Criminal charges against six individuals allegedly involved in a telemarketing scheme targeting elderly people were brought today by the US Attorney’s Office for the Southern District of New York. According to the Complaint, the defendants contacted elderly consumers with business opportunities requiring nothing more than a simple cash investment. The consumers were promised that they would see large returns on that investment without them needing to do anything other than the initial investment. After making the investment, the consumers would then receive additional telemarketing calls offering other services such as coaching, business development, and tax preparation services. The Complaint alleges that none of the consumers received what they were promised.

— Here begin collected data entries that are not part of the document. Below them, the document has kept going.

//! `CommandRunner` backed by `tokio::process`.

use std::process::Stdio;
use std::time::Duration;

use async_trait::async_trait;
use hostctl_core::{CommandOutput, CommandRunner, StreamError};
use tokio::process::Command;
use tracing::debug;

/// Upper bound for one-shot commands. Probes are meant to be cheap.
pub const DEFAULT_COMMAND_TIMEOUT: Duration = Duration::from_secs(30);

/// Runs commands to completion with a timeout, capturing stdout and stderr.
#[derive(Debug, Clone)]
pub struct TokioCommandRunner {
    timeout: Duration,
}

impl TokioCommandRunner {
    pub const fn new(timeout: Duration) -> Self {
        Self { timeout }
    }
}

impl Default for TokioCommandRunner {
    fn default() -> Self {
        Self::new(DEFAULT_COMMAND_TIMEOUT)
    }
}

#[async_trait]
impl CommandRunner for TokioCommandRunner {
    async fn run(&self, command: &str, args: &[String]) -> Result<CommandOutput, StreamError> {
        let child = Command::new(command)
            .args(args)
            .stdin(Stdio::null())
            .stdout(Stdio::piped())
            .stderr(Stdio::piped())
            .kill_on_drop(true)
            .spawn()
            .map_err(|e| StreamError::spawn(command, e))?;

        let output = tokio::time::timeout(self.timeout, child.wait_with_output())
            .await
            .map_err(|_| {
                StreamError::Io(format!(
                    "{command} did not finish within {}s",
                    self.timeout.as_secs()
                ))
            })??;

        debug!(command, status = ?output.status.code(), "Command finished");
        Ok(CommandOutput {
            stdout: String::from_utf8_lossy(&output.stdout).into_owned(),
            stderr: String::from_utf8_lossy(&output.stderr).into_owned(),
            exit_code: output.status.code(),
        })
    }
}

#[cfg(test)]
mod tests {
    use super::*;

    #[tokio::test]
    async fn captures_output_and_exit_code() {
        let runner = TokioCommandRunner::default();
        let out = runner
            .run("sh", &["-c".into(), "printf 'a\\nb\\n'; echo oops >&2; exit 2".into()])
            .await
            .unwrap();
        assert_eq!(out.count_lines(), 2);
        assert_eq!(out.stderr.trim(), "oops");
        assert_eq!(out.exit_code, Some(2));
        assert!(!out.success());
    }

    #[tokio::test]
    async fn missing_binary_is_spawn_error() {
        let runner = TokioCommandRunner::default();
        let err = runner.run("definitely-not-a-real-binary-hostctl", &[]).await.unwrap_err();
        assert!(matches!(err, StreamError::Spawn { .. }));
    }

    #[tokio::test]
    async fn slow_commands_time_out() {
        let runner = TokioCommandRunner::new(Duration::from_millis(100));
        let err = runner.run("sleep", &["5".into()]).await.unwrap_err();
        assert!(matches!(err, StreamError::Io(_)));
    }
}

The line between deceptive and fraudulent telemarketing often is not a bright one. The facts alleged in the case are strikingly similar to several cases—civil cases—brought by the FTC in recent years under Telemarketing and Consumer Fraud and Abuse Prevention Act (Telemarketing Act) and FTC Act. While the FTC imposed severe restrictions on the parties, including lifetime bans on certain types of telemarketing, and extracted steep monetary judgments, criminal charges for wire fraud and money laundering, like those brought today, each carry minimum sentences of 20 years in prison.

Companies that sell or buy telemarketing leads need to be particularly vigilant of who they do business with. As the Complaint unveiled today notes in some detail, consumer leads are often sold or passed from buyer to buyer. Without knowing exactly how and by whom the lead was originated, your organization’s telemarketing is at risk regardless of how compliant the actual telemarketing practices.